▸ Supplied records:
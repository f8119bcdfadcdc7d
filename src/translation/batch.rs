/*!
 * Batches of pending catalog entries.
 *
 * A batch is immutable once built. Degrading a failed batch produces new
 * size-1 batches instead of mutating the original.
 */

use std::borrow::Cow;
use std::fmt;
use std::sync::Arc;

use crate::catalog::CatalogEntry;

/// Default number of entries per batch
pub const DEFAULT_BATCH_SIZE: usize = 100;

/// Ordered, immutable slice of entries sent to a backend in one call
#[derive(Debug, Clone)]
pub struct Batch {
    /// Position of the batch in the run (0-based)
    index: usize,
    /// Entries, shared between the batch and the singles derived from it
    entries: Arc<[CatalogEntry]>,
}

impl Batch {
    /// Create a batch from entries
    pub fn new(index: usize, entries: Vec<CatalogEntry>) -> Self {
        Self {
            index,
            entries: entries.into(),
        }
    }

    /// Split pending entries into batches of at most `batch_size`; the last one may be smaller
    pub fn partition(entries: Vec<CatalogEntry>, batch_size: usize) -> Vec<Batch> {
        let size = batch_size.max(1);
        let mut batches = Vec::with_capacity(entries.len().div_ceil(size));
        let mut current = Vec::with_capacity(size.min(entries.len()));

        for entry in entries {
            current.push(entry);
            if current.len() == size {
                let index = batches.len();
                batches.push(Batch::new(index, std::mem::take(&mut current)));
            }
        }
        if !current.is_empty() {
            let index = batches.len();
            batches.push(Batch::new(index, current));
        }

        batches
    }

    /// Size-1 batches for per-entry fallback, keeping the parent index
    pub fn singles(&self) -> Vec<Batch> {
        self.entries
            .iter()
            .map(|entry| Batch::new(self.index, vec![entry.clone()]))
            .collect()
    }

    /// Position of the batch in the run
    pub fn index(&self) -> usize {
        self.index
    }

    /// Entries in order
    pub fn entries(&self) -> &[CatalogEntry] {
        &self.entries
    }

    /// Entry ids in order; results are matched against these
    pub fn keys(&self) -> impl Iterator<Item = Cow<'_, str>> {
        self.entries.iter().map(|e| e.id())
    }

    pub fn len(&self) -> usize {
        self.entries.len()
    }

    pub fn is_empty(&self) -> bool {
        self.entries.is_empty()
    }

    /// Whether this is a single-entry batch
    pub fn is_single(&self) -> bool {
        self.entries.len() == 1
    }
}

impl fmt::Display for Batch {
    fn fmt(&self, f: &mut fmt::Formatter<'_>) -> fmt::Result {
        write!(f, "batch #{} ({} entries)", self.index + 1, self.entries.len())
    }
}
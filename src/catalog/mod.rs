/*!
 * Gettext catalog handling.
 *
 * - `entry`: catalog data model (entries, header, catalog)
 * - `po`: PO/POT parsing and serialization
 * - `store`: merge, pending extraction, apply and atomic persistence
 */

pub mod entry;
pub mod po;
pub mod store;

pub use entry::{Catalog, CatalogEntry, Header, PluralForm, Template, entry_id, source_of};
pub use store::{ApplyOutcome, CatalogStore, PersistSnapshot, VerificationReport, mirror_whitespace};
impl Config {
    /// Load the configuration at `path`, writing a default one first if it is missing
    pub fn load_or_create(path: &Path) -> Result<Self> {
        if path.exists() {
            let raw = fs::read_to_string(path)
                .with_context(|| format!("Failed to open config file: {}", path.display()))?;
            let config: Config = serde_json::from_str(&raw)
                .with_context(|| format!("Failed to parse config file: {}", path.display()))?;
            return Ok(config);
        }

        warn!("Config file not found at '{}', creating default config.", path.display());
        let config = Config::default();
        config.save(path)?;
        Ok(config)
    }

    /// Write the configuration as pretty JSON
    pub fn save(&self, path: &Path) -> Result<()> {
        let config_json = serde_json::to_string_pretty(self)
            .context("Failed to serialize config to JSON")?;
        fs::write(path, config_json)
            .with_context(|| format!("Failed to write config to file: {}", path.display()))?;
        Ok(())
    }

    /// Validate the configuration for consistency and required values
    pub fn validate(&self) -> Result<()> {
        // Validate languages
        let _source_name = crate::language_utils::get_language_name(&self.source_language)?;
        let _target_name = crate::language_utils::get_language_name(&self.language)?;

        let common = &self.translation.common;
        if common.batch_size == 0 {
            return Err(anyhow!("batch_size must be at least 1"));
        }
        if common.max_batch_retries == 0 || common.max_single_retries == 0 {
            return Err(anyhow!("Retry counts must be at least 1"));
        }
        if common.max_concurrent_batches == 0 || common.max_concurrent_batches > MAX_CONCURRENT_BATCHES {
            return Err(anyhow!(
                "max_concurrent_batches must be between 1 and {}",
                MAX_CONCURRENT_BATCHES
            ));
        }
        if common.request_timeout_secs == 0 || common.persist_timeout_secs == 0 {
            return Err(anyhow!("Timeouts must be at least one second"));
        }

        let quality = &self.quality;
        if !(0.0..=1.0).contains(&quality.threshold) {
            return Err(anyhow!("Quality threshold must be between 0.0 and 1.0"));
        }
        if quality.min_length_ratio <= 0.0 || quality.min_length_ratio >= quality.max_length_ratio {
            return Err(anyhow!("Length ratio bounds must satisfy 0 < min < max"));
        }

        // Validate API key for remote providers
        let provider = self.translation.provider;
        if provider.requires_api_key() && self.translation.get_api_key().is_empty() {
            return Err(anyhow!(
                "Translation API key is required for {} provider",
                provider.display_name()
            ));
        }

        let endpoint = self.translation.get_endpoint();
        if provider != TranslationProvider::Mock {
            url::Url::parse(&endpoint)
                .with_context(|| format!("Invalid endpoint for {}: {}", provider.display_name(), endpoint))?;
        }

        Ok(())
    }
}

/// Default implementation for Config
impl Default for Config {
    fn default() -> Self {
        Config {
            source_language: default_source_language(),
            language: default_language(),
            mode: PipelineMode::default(),
            translation: TranslationConfig::default(),
            quality: QualityConfig::default(),
            context: ContextConfig::default(),
            review_output: None,
            log_level: LogLevel::default(),
        }
    }
}

impl TranslationConfig {
    /// Get the active provider configuration from the available_providers array
    pub fn get_active_provider_config(&self) -> Option<&ProviderConfig> {
        self.get_provider_config(&self.provider)
    }

    /// Get a specific provider configuration by type
    pub fn get_provider_config(&self, provider_type: &TranslationProvider) -> Option<&ProviderConfig> {
        let provider_str = provider_type.to_lowercase_string();
        self.available_providers.iter().find(|p| p.provider_type == provider_str)
    }

    /// Mutable access to the active provider configuration, created on demand
    pub fn active_provider_config_mut(&mut self) -> &mut ProviderConfig {
        let provider_str = self.provider.to_lowercase_string();
        let position = match self.available_providers.iter().position(|p| p.provider_type == provider_str) {
            Some(position) => position,
            None => {
                self.available_providers.push(ProviderConfig::new(self.provider));
                self.available_providers.len() - 1
            }
        };
        &mut self.available_providers[position]
    }

    /// Get the model for the active provider
    pub fn get_model(&self) -> String {
        if let Some(provider_config) = self.get_active_provider_config() {
            if !provider_config.model.is_empty() {
                return provider_config.model.clone();
            }
        }
        default_model(self.provider)
    }

    /// Get the API key for the active provider
    pub fn get_api_key(&self) -> String {
        if let Some(provider_config) = self.get_active_provider_config() {
            if !provider_config.api_key.is_empty() {
                return provider_config.api_key.clone();
            }
        }
        String::new()
    }

    /// Get the endpoint for the active provider
    pub fn get_endpoint(&self) -> String {
        if let Some(provider_config) = self.get_active_provider_config() {
            if !provider_config.endpoint.is_empty() {
                return provider_config.endpoint.clone();
            }
        }
        default_endpoint(self.provider)
    }

    /// Get the HTTP client timeout for the active provider
    pub fn get_timeout_secs(&self) -> u64 {
        self.get_active_provider_config()
            .map(|p| p.timeout_secs)
            .filter(|t| *t > 0)
            .unwrap_or_else(default_timeout_secs)
    }

    /// Get the rate limit for the active provider
    pub fn get_rate_limit(&self) -> Option<u32> {
        if let Some(provider_config) = self.get_active_provider_config() {
            return provider_config.rate_limit;
        }
        default_rate_limit(self.provider)
    }
}

impl Default for TranslationConfig {
    fn default() -> Self {
        Self {
            provider: TranslationProvider::default(),
            available_providers: TranslationProvider::all()
                .into_iter()
                .map(ProviderConfig::new)
                .collect(),
            common: TranslationCommonConfig::default(),
        }
    }
}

▸ What the task asks:
Write out only the lines from the very start of the entries above to the line that includes "pub fn len(&self)", both ends included, each one unchanged.

▸ Response area:
repository f8119bcdfadcdc7d
filename src/translation/batch.rs
/*!
 * Batches of pending catalog entries.
 *
 * A batch is immutable once built. Degrading a failed batch produces new
 * size-1 batches instead of mutating the original.
 */

use std::borrow::Cow;
use std::fmt;
use std::sync::Arc;

use crate::catalog::CatalogEntry;

/// Default number of entries per batch
pub const DEFAULT_BATCH_SIZE: usize = 100;

/// Ordered, immutable slice of entries sent to a backend in one call
#[derive(Debug, Clone)]
pub struct Batch {
    /// Position of the batch in the run (0-based)
    index: usize,
    /// Entries, shared between the batch and the singles derived from it
    entries: Arc<[CatalogEntry]>,
}

impl Batch {
    /// Create a batch from entries
    pub fn new(index: usize, entries: Vec<CatalogEntry>) -> Self {
        Self {
            index,
            entries: entries.into(),
        }
    }

    /// Split pending entries into batches of at most `batch_size`; the last one may be smaller
    pub fn partition(entries: Vec<CatalogEntry>, batch_size: usize) -> Vec<Batch> {
        let size = batch_size.max(1);
        let mut batches = Vec::with_capacity(entries.len().div_ceil(size));
        let mut current = Vec::with_capacity(size.min(entries.len()));

        for entry in entries {
            current.push(entry);
            if current.len() == size {
                let index = batches.len();
                batches.push(Batch::new(index, std::mem::take(&mut current)));
            }
        }
        if !current.is_empty() {
            let index = batches.len();
            batches.push(Batch::new(index, current));
        }

        batches
    }

    /// Size-1 batches for per-entry fallback, keeping the parent index
    pub fn singles(&self) -> Vec<Batch> {
        self.entries
            .iter()
            .map(|entry| Batch::new(self.index, vec![entry.clone()]))
            .collect()
    }

    /// Position of the batch in the run
    pub fn index(&self) -> usize {
        self.index
    }

    /// Entries in order
    pub fn entries(&self) -> &[CatalogEntry] {
        &self.entries
    }

    /// Entry ids in order; results are matched against these
    pub fn keys(&self) -> impl Iterator<Item = Cow<'_, str>> {
        self.entries.iter().map(|e| e.id())
    }

    pub fn len(&self) -> usize {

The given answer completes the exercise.